> [WHAT TO DO]: In exact form, please repeat the records from their opening line down to the line with "#[derive(Debug, Clone, Serialize, Deserialize, PartialEq)]", including that line.

■ ■ ■ ■ ■

//! Notification intents produced by bookings.
//!
//! The store only describes what should be sent. Delivery belongs to the host.

use std::fmt;

use serde::{Deserialize, Serialize};

/// Delivery channel for a notification.
#[derive(Debug, Clone, Copy, Serialize, Deserialize, PartialEq, Eq)]
pub enum NotificationChannel {
    Email,
    WhatsApp,
}

impl NotificationChannel {
    pub fn as_str(&self) -> &'static str {
        match self {
            NotificationChannel::Email => "email",
            NotificationChannel::WhatsApp => "whatsapp",
        }
    }
}

impl fmt::Display for NotificationChannel {
    fn fmt(&self, f: &mut fmt::Formatter<'_>) -> fmt::Result {
        f.write_str(self.as_str())
    }
}

/// A message the host should deliver.
#[derive(Debug, Clone, Serialize, Deserialize, PartialEq)]
#[serde(rename_all = "camelCase")]
pub struct NotificationIntent {
    pub channel: NotificationChannel,
    /// E-mail address or phone number, depending on channel
    pub recipient: String,
    pub appointment_id: u64,
    pub patient_id: String,
    pub message: String,
}

#[cfg(test)]
mod tests {
    use super::*;

    #[test]
    fn test_channel_display() {
        assert_eq!(NotificationChannel::Email.to_string(), "email");
        assert_eq!(NotificationChannel::WhatsApp.to_string(), "whatsapp");
    }
}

■ ■ ■ ■ ■

> [RESPONSE]:
//! Notification intents produced by bookings.
//!
//! The store only describes what should be sent. Delivery belongs to the host.

use std::fmt;

use serde::{Deserialize, Serialize};

/// Delivery channel for a notification.
#[derive(Debug, Clone, Copy, Serialize, Deserialize, PartialEq, Eq)]
pub enum NotificationChannel {
    Email,
    WhatsApp,
}

impl NotificationChannel {
    pub fn as_str(&self) -> &'static str {
        match self {
            NotificationChannel::Email => "email",
            NotificationChannel::WhatsApp => "whatsapp",
        }
    }
}

impl fmt::Display for NotificationChannel {
    fn fmt(&self, f: &mut fmt::Formatter<'_>) -> fmt::Result {
        f.write_str(self.as_str())
    }
}

/// A message the host should deliver.
#[derive(Debug, Clone, Serialize, Deserialize, PartialEq)]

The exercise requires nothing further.